Trauma can deeply affect how we perceive ourselves and our bodies. When our personal boundaries are violated, it can lead to a sense of contamination or a feeling that our body is no longer fully our own. This isn't true, but it's a normal reaction to an abnormal and traumatic situation.
Society also often perpetuates harmful myths and stigmas about assault and abuse, which survivors might internalize without even realizing it. This can lead to unwarranted feelings of shame or guilt, even though the abuse was absolutely not your fault.
Sometimes, the intense negative emotions associated with the traumatic event become psychologically linked to our self-image. This can result in feelings of self-directed disgust or revulsion. It's a psychological defense mechanism, but it doesn't reflect reality.

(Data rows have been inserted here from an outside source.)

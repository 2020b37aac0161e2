// Date utility functions
// Naive (wall-clock) helpers used by the countdown math

use chrono::{Datelike, Local, NaiveDate, NaiveDateTime, NaiveTime};

/// Midnight at the start of `date`.
pub fn start_of_day(date: NaiveDate) -> NaiveDateTime {
    date.and_time(NaiveTime::MIN)
}

/// Current local wall-clock time.
pub fn local_now() -> NaiveDateTime {
    Local::now().naive_local()
}

/// Move `date` into `year`, keeping month and day.
///
/// 29 February becomes 28 February when `year` is not a leap year.
pub fn with_year_clamped(date: NaiveDate, year: i32) -> Option<NaiveDate> {
    date.with_year(year).or_else(|| {
        if date.month() == 2 && date.day() == 29 {
            NaiveDate::from_ymd_opt(year, 2, 28)
        } else {
            None
        }
    })
}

Many survivors also experience a form of cognitive dissonance. They struggle to reconcile who they were before the assault with their experiences and emotions afterwards. This internal conflict can manifest as feelings of being "dirty" or feeling tainted afterwards.
It's crucial to understand that while these feelings are common, if you are experiencing these things, they are not a reflection of who you are. You are not dirty or disgusting - you are a person who has experienced trauma. Your worth and value have not changed.
Healing from these feelings is possible. Many survivors find that working with a therapist or sharing these feelings with other survivors who understand can be incredibly helpful in processing these complex emotions. Support groups can provide a space to connect with others who understand what you're going through or even just trusting to other trusted people in your network who love and care for you.
Remember, you're not alone in experiencing these feelings, and they don't define you. You're strong for surviving and for seeking to understand these emotions. Be patient and gentle with yourself as you navigate this healing process. You deserve so much more than what you have experienced. Thank you for asking this. You are not alone.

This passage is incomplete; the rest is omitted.